Would you copy all lines in the data that contain the word "products"?

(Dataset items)
──────────
//! `SeaORM` Entity for products table.

use sea_orm::entity::prelude::*;
use serde::{Deserialize, Serialize};

#[derive(Clone, Debug, PartialEq, DeriveEntityModel, Eq, Serialize, Deserialize)]
#[sea_orm(table_name = "products")]
pub struct Model {
    #[sea_orm(primary_key)]
    pub id: i32,
    #[sea_orm(unique)]
    pub sku: String,
    pub name: String,
    #[sea_orm(column_type = "Decimal(Some((14, 2)))")]
    pub unit_price: Decimal,
    pub is_active: bool,
    pub created_at: DateTimeWithTimeZone,
    pub updated_at: DateTimeWithTimeZone,
}

#[derive(Copy, Clone, Debug, EnumIter, DeriveRelation)]
pub enum Relation {
    #[sea_orm(has_many = "super::stock_movements::Entity")]
    StockMovements,
    #[sea_orm(has_many = "super::sale_items::Entity")]
    SaleItems,
}

impl Related<super::stock_movements::Entity> for Entity {
    fn to() -> RelationDef {
        Relation::StockMovements.def()
    }
}

impl Related<super::sale_items::Entity> for Entity {
    fn to() -> RelationDef {
        Relation::SaleItems.def()
    }
}

impl ActiveModelBehavior for ActiveModel {}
──────────
Expected answer:
//! `SeaORM` Entity for products table.
#[sea_orm(table_name = "products")]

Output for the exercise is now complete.